GOAT is essential for ghrelin octanoylation in TT cells. (A) TT cells were exposed to targeting siRNAs (2 μg) specific for candidate 7 (Cand-7), MBOAT-1, MBOAT-2, MBOAT-3, MBOAT-5, human BB1, SOAT-1, or nontargeting control siRNAs and assayed for ghrelin octanoylation by using the ghrelin IPMS assay. Ghrelin octanoylation levels were normalized to cells treated with nontargeting siRNA control. (B) Dose-dependent decrease in octanoylated ghrelin levels in TT cells treated with candidate 7 gene siRNA 7-3. (C) Dose-dependent effects of candidate 7 gene siRNA 7-3 on normalized GOAT transcripts (GOAT/18s rRNA). (D) Exposure of TT cells to targeting siRNAs (2 μg) to five distinct regions of the candidate 7 transcript decrease the levels of octanoylated ghrelin (1–28) relative to siRNA control treatment.
Candidate 7 Is a Member of the MBOAT Family of Proteins.
Candidate 7 encodes an uncharacterized protein with structural motifs present in the MBOAT family of acyltransferases [supporting information (SI) Fig. S1]. The predicted proteins described in the public databases with homology to FKSG89 exhibit large diversity specific for their respective N termini. To ensure authenticity of the human gene for candidate 7, RT-PCR and 5′ RACE reactions were performed with human TT cell mRNA using primers specific for this gene. The 5′ RACE results from TT cells or human stomach mRNA showed only the presence of larger amplification products and not those expected for the FKSG89 gene. Nucleotide analyses of human chromosome 8 (region 8p12) supported the presence of two additional exons upstream of the single-exon FKSG89 gene, which confirmed the full-length transcript that we observed experimentally. We named the predicted protein encoded by the longer transcript of candidate 7 the ghrelin O-acyl transferase, GOAT (Fig. S2).

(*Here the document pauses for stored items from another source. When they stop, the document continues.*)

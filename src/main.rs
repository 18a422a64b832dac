mod audio;
mod config;
mod manifest;
mod scraper;
mod text;
mod tts;
mod utils;

use std::path::PathBuf;
use std::time::{Duration, Instant};

use anyhow::{bail, Context, Result};
use clap::Parser;
use rayon::prelude::*;
use tracing::{debug, error, info, warn};

use crate::audio::AudioConverter;
use crate::config::{Settings, VoiceType};
use crate::manifest::{RunManifest, UnitFailure, UnitRecord};
use crate::scraper::{CourseScraper, CourseUnit};
use crate::text::TextPipeline;
use crate::tts::SpeechBackendFactory;
use crate::utils::{
    clean_text_for_display, create_safe_filename, estimate_audio_duration, format_duration, format_size,
    validate_url, WORDS_PER_MINUTE,
};

const MIN_SPEED: f32 = 0.5;
const MAX_SPEED: f32 = 2.0;

#[derive(Parser)]
#[command(name = "learn_narrator", about = "Turn a Microsoft Learn module into narrated audio files")]
struct Cli {
    /// Module URL (learn.microsoft.com)
    url: String,

    /// Output folder name (default: derived from the module title)
    #[arg(short, long)]
    output: Option<String>,

    /// Narration language code (e.g. "es", "en")
    #[arg(short, long)]
    language: Option<String>,

    /// Playback speed multiplier, 0.5 to 2.0
    #[arg(short, long)]
    speed: Option<f32>,

    /// Speech backend
    #[arg(long, value_enum)]
    voice: Option<VoiceType>,

    /// Longest text sent to the speech backend in one piece, in characters
    #[arg(long)]
    max_chunk_size: Option<usize>,

    /// Settings file (default: ./narrator.toml when present)
    #[arg(long)]
    config: Option<PathBuf>,

    /// Debug logging
    #[arg(short, long)]
    verbose: bool,
}

#[tokio::main]
async fn main() -> Result<()> {
    let cli = Cli::parse();

    let default_level = if cli.verbose { "debug" } else { "info" };
    tracing_subscriber::fmt()
        .with_env_filter(
            tracing_subscriber::EnvFilter::try_from_default_env()
                .unwrap_or_else(|_| default_level.into()),
        )
        .init();

    let t0 = Instant::now();
    let result = run(cli).await;

    let elapsed = t0.elapsed();
    if elapsed.as_secs() >= 1 {
        println!("\nDone in {}", format_duration(elapsed));
    }

    result
}

async fn run(cli: Cli) -> Result<()> {
    let mut settings = Settings::load(cli.config.as_deref())?;
    apply_overrides(&mut settings, &cli);

    let speed = settings.audio.speed;
    if !(MIN_SPEED..=MAX_SPEED).contains(&speed) {
        bail!("Speed must be between {} and {} (got {})", MIN_SPEED, MAX_SPEED, speed);
    }
    if !validate_url(&cli.url, &settings.site.allowed_domains) {
        bail!(
            "Not a supported course URL: {} (allowed domains: {})",
            cli.url,
            settings.site.allowed_domains.join(", ")
        );
    }

    let scraper = CourseScraper::new(&settings.scraping, &settings.site)?;
    let pipeline = TextPipeline::from_config(&settings.text)?;
    let backend = SpeechBackendFactory::create(&settings.audio).context("Failed to set up speech backend")?;
    let converter = AudioConverter::new(backend, &settings.audio.language, speed);

    // Phase 1: Scrape
    let module = scraper.fetch_module(&cli.url).await?;
    let units = if module.units.is_empty() {
        warn!("No unit links found, narrating the module page itself");
        vec![CourseUnit {
            index: 1,
            url: module.url.to_string(),
            title: module.title.clone(),
            content: module.content.clone(),
        }]
    } else {
        scraper.fetch_units(&module.units).await?
    };
    if units.is_empty() {
        bail!("None of the {} units could be fetched", module.units.len());
    }

    // Phase 2: Clean
    let t_clean = Instant::now();
    let cleaned: Vec<String> = units
        .par_iter()
        .map(|u| pipeline.clean_and_structure(&u.content))
        .collect();
    debug!("Cleaned {} units in {:.2}s", units.len(), t_clean.elapsed().as_secs_f64());

    // Phase 3: Synthesize
    let files = &settings.files;
    let folder = create_safe_filename(
        cli.output.as_deref().unwrap_or(&module.title),
        files.max_filename_length,
        &files.fallback_filename,
    );
    let out_dir = files.output_directory.join(folder);
    std::fs::create_dir_all(&out_dir).with_context(|| format!("Failed to create {}", out_dir.display()))?;
    info!("Writing audio to {}", out_dir.display());

    let mut manifest = RunManifest::new(
        &module.title,
        module.url.as_str(),
        settings.audio.voice.as_str(),
        &settings.audio.language,
        speed,
    );

    let total = units.len();
    for (unit, text) in units.iter().zip(&cleaned) {
        if text.is_empty() {
            warn!("[{}/{}] {}: no narratable text, skipping", unit.index, total, unit.title);
            manifest.failures.push(UnitFailure {
                index: unit.index,
                title: unit.title.clone(),
                error: "no narratable text".to_string(),
            });
            continue;
        }

        let stem = create_safe_filename(&unit.title, files.max_filename_length, &format!("unit_{}", unit.index));
        let file = format!("unit_{}-{}.{}", unit.index, stem, converter.file_extension());
        let path = out_dir.join(&file);
        let estimate = estimate_audio_duration(text, WORDS_PER_MINUTE);

        info!(
            "[{}/{}] {} (~{})",
            unit.index,
            total,
            unit.title,
            format_duration(estimate)
        );
        debug!("{}", clean_text_for_display(text, 120));

        match converter.convert(&pipeline, text, &path).await {
            Ok(report) => {
                info!("Saved {} ({})", file, format_size(report.bytes));
                manifest.units.push(UnitRecord {
                    index: unit.index,
                    url: unit.url.clone(),
                    title: unit.title.clone(),
                    file,
                    chunks: report.chunks,
                    characters: text.chars().count(),
                    estimated_seconds: estimate.as_secs(),
                    bytes: report.bytes,
                });
            }
            Err(e) => {
                error!("[{}/{}] {} failed: {:#}", unit.index, total, unit.title, e);
                manifest.failures.push(UnitFailure {
                    index: unit.index,
                    title: unit.title.clone(),
                    error: format!("{:#}", e),
                });
            }
        }
    }

    let manifest_path = out_dir.join(&files.manifest_name);
    manifest.write(&manifest_path)?;

    println!("\nModule:    {}", module.title);
    println!("Narrated:  {}/{} units", manifest.units.len(), total);
    if !manifest.failures.is_empty() {
        println!("Failed:    {}", manifest.failures.len());
    }
    println!("Size:      {}", format_size(manifest.total_bytes()));
    println!(
        "Duration:  ~{}",
        format_duration(Duration::from_secs(manifest.total_estimated_seconds()))
    );
    println!("Output:    {}", out_dir.display());

    if manifest.units.is_empty() {
        bail!("No audio files were produced");
    }
    Ok(())
}

fn apply_overrides(settings: &mut Settings, cli: &Cli) {
    if let Some(language) = &cli.language {
        settings.audio.language = language.clone();
    }
    if let Some(speed) = cli.speed {
        settings.audio.speed = speed;
    }
    if let Some(voice) = cli.voice {
        settings.audio.voice = voice;
    }
    if let Some(size) = cli.max_chunk_size {
        settings.text.max_chunk_size = size;
    }
}

#[cfg(test)]
mod tests {
    use super::*;

    #[test]
    fn cli_flags_override_settings() {
        let cli = Cli::parse_from([
            "learn_narrator",
            "https://learn.microsoft.com/es-es/training/modules/intro/",
            "-l",
            "en",
            "-s",
            "1.5",
            "--voice",
            "online",
            "--max-chunk-size",
            "500",
        ]);
        let mut settings = Settings::default();
        apply_overrides(&mut settings, &cli);

        assert_eq!(settings.audio.language, "en");
        assert_eq!(settings.audio.speed, 1.5);
        assert_eq!(settings.audio.voice, VoiceType::Online);
        assert_eq!(settings.text.max_chunk_size, 500);
    }

    #[test]
    fn absent_flags_keep_settings() {
        let cli = Cli::parse_from(["learn_narrator", "https://learn.microsoft.com/x/", "-o", "curso", "-v"]);
        let mut settings = Settings::default();
        apply_overrides(&mut settings, &cli);

        assert_eq!(cli.output.as_deref(), Some("curso"));
        assert!(cli.verbose);
        assert_eq!(settings.audio.language, "es");
        assert_eq!(settings.audio.voice, VoiceType::Offline);
        assert_eq!(settings.text.max_chunk_size, text::chunker::DEFAULT_MAX_CHUNK_SIZE);
    }

    #[tokio::test]
    async fn out_of_range_speed_is_rejected() {
        let cli = Cli::parse_from(["learn_narrator", "https://learn.microsoft.com/x/", "-s", "3"]);
        let err = run(cli).await.unwrap_err();
        assert!(err.to_string().contains("Speed must be between"));
    }

    #[tokio::test]
    async fn foreign_url_is_rejected() {
        let cli = Cli::parse_from(["learn_narrator", "https://example.com/course"]);
        let err = run(cli).await.unwrap_err();
        assert!(err.to_string().contains("Not a supported course URL"));
    }
}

GOAT Acylates Ghrelin at the Critical Serine-3.
To ascertain whether GOAT can octanoylate ghrelin protein, we performed transient transfections in human embryonic kidney (HEK-293) cells. Media from HEK-293 cells 72 h after transfection with ghrelin alone contained only the des-acyl forms of ghrelin 1–28 and 1–27 (Fig. 3A). Strikingly, cotransfection with GOAT yielded an intense peak at m/z 3,370 and a minor peak at m/z 3,214, corresponding to octanoylated ghrelin 1–28 and 1–27 (Fig. 3B). Further MS fragmentation confirmed that the octanoylation occurs only at serine-3 (Fig. 3C). Interestingly, we also detected minor levels of serine-3 acetylated and serine-3 butyrylated (Fig. 3B, m/z 3,286 and 3,314, respectively) ghrelin peptides, suggesting that GOAT can also use additional fatty acid substrates.
Fig. 3.
GOAT octanoylates ghrelin peptide in HEK-293 cells. (A) HEK-293 cells transiently transfected with human preproghrelin cDNA secreted des-acyl ghrelin peptides 1–28 (m/z 3,244) and 1–27 (m/z 3,088). (B) Transient cotransfection of HEK-293 cells with human preproghrelin and GOAT cDNAs produced principally octanoylated ghrelin peptides 1–28 (m/z 3,370) and 1–27 (m/z 3,214). Ghrelin peptides standards were rat des-acyl ghrelin (m/z 3,188) and dog octanoyl des Q ghrelin (m/z 3,228). (C) MS fragmentation analyses showing the GOAT-mediated octanoyl modification of serine-3 in ghrelin. Immunoprecipitated ghrelin peptides from cotransfected cells were subjected to MS/MS analyses. (Upper) Fragmentation pattern for +5 ions (m/z 649.56) for des-acyl ghrelin denoting the presence of daughter y″ ions up to the unmodified serine-3 residue. (Lower) Fragmentation pattern for +5 ions (m/z 674.78) for octanoylated ghrelin. Daughter y″ ion fragmentation pattern for octanoylated ghrelin shows a shift for the modified serine-3 residue corresponding to the covalent octanoylation of this residue. Arrows denote mass shift at serine-3 for des-acyl and octanoylated ghrelin. The amino acid sequence for human octanoylated ghrelin is shown within the figure.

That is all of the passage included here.